En 2024, un chiffre macabre a marqué l’industrie française : 764 personnes ont perdu la vie dans des accidents professionnels au secteur privé — un bilan sans précédent depuis 2018. Ce nombre s’élevait à plus de deux décès quotidiens en cours d’année, selon les statistiques officielles de l’Assurance maladie.

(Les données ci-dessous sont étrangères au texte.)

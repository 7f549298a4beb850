//! Reconnect backoff: exponential with a cap and jitter, shared by every
//! retry loop in the agent rather than inlined sleep math.

use rand::Rng;
use std::time::Duration;

const BASE: Duration = Duration::from_secs(1);
const CAP: Duration = Duration::from_secs(30);
const JITTER_FRACTION: f64 = 0.2;

pub struct Backoff {
    attempt: u32,
}

impl Backoff {
    pub fn new() -> Self {
        Self { attempt: 0 }
    }

    /// Delay for the current attempt, then advance to the next. Doubles the
    /// base delay per attempt up to `CAP`, then applies up to ±20% jitter so
    /// a fleet of agents reconnecting together doesn't do so in lockstep.
    pub fn next_delay(&mut self) -> Duration {
        let exponent = self.attempt.min(5);
        self.attempt += 1;
        let unjittered = BASE.saturating_mul(1 << exponent).min(CAP);
        jitter(unjittered)
    }

    pub fn reset(&mut self) {
        self.attempt = 0;
    }
}

impl Default for Backoff {
    fn default() -> Self {
        Self::new()
    }
}

fn jitter(base: Duration) -> Duration {
    let mut rng = rand::thread_rng();
    let factor = 1.0 + rng.gen_range(-JITTER_FRACTION..=JITTER_FRACTION);
    Duration::from_secs_f64((base.as_secs_f64() * factor).max(0.0))
}

#[cfg(test)]
mod tests {
    use super::*;

    #[test]
    fn delay_grows_then_caps() {
        let mut backoff = Backoff::new();
        let first = backoff.next_delay();
        assert!(first.as_secs_f64() <= BASE.as_secs_f64() * (1.0 + JITTER_FRACTION) + 0.01);

        for _ in 0..20 {
            let delay = backoff.next_delay();
            assert!(delay <= CAP.mul_f64(1.0 + JITTER_FRACTION) + Duration::from_millis(1));
        }
    }

    #[test]
    fn reset_returns_to_base_delay() {
        let mut backoff = Backoff::new();
        backoff.next_delay();
        backoff.next_delay();
        backoff.reset();
        let delay = backoff.next_delay();
        assert!(delay.as_secs_f64() <= BASE.as_secs_f64() * (1.0 + JITTER_FRACTION) + 0.01);
    }
}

Lorsqu’on intègre les accidents de trajet et les maladies professionnelles reconnues, le total atteint 1 297 décès. Cependant, ces données ne couvrent pas les travailleurs agricoles, fonctionnaires ou indépendants, et la sous-déclaration est répandue, selon l’association FNATH.
« Ce n’est pas une fatalité inhérente à la vie professionnelle », explique l’organisation fondée en 1921. « Il s’agit d’un manque de prévention, d’une absence de formation et surtout d’une politique publique dépassée depuis des années. »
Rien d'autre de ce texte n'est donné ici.